* [RECORDS TO USE]:
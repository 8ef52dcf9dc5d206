//! Unified error system for the storefront
//!
//! - [`ErrorCode`]: Standardized error codes for all error types
//! - [`ErrorCategory`]: Classification of errors by domain
//! - [`AppError`]: Rich error type with codes, messages, and details
//!
//! # Error Code Ranges
//!
//! - 0xxx: Input errors
//! - 1xxx: Catalog errors
//! - 2xxx: Cart errors
//! - 3xxx: Checkout errors
//! - 9xxx: System errors
//!
//! # Example
//!
//! ```
//! use shared::error::{AppError, ErrorCode};
//!
//! let err = AppError::new(ErrorCode::CartEmpty);
//! assert_eq!(err.code, ErrorCode::CartEmpty);
//!
//! let err = AppError::required_field("nama");
//! assert!(err.message.contains("nama"));
//! ```

mod category;
mod codes;
mod types;

pub use category::ErrorCategory;
pub use codes::{ErrorCode, InvalidErrorCode};
pub use types::{AppError, AppResult};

* [WHAT IS EXPECTED]: Could you please find every line of the listing above holding the string "AppError" and copy it?

* [WRITTEN ANSWER]:
//! - [`AppError`]: Rich error type with codes, messages, and details
//! use shared::error::{AppError, ErrorCode};
//! let err = AppError::new(ErrorCode::CartEmpty);
//! let err = AppError::required_field("nama");
pub use types::{AppError, AppResult};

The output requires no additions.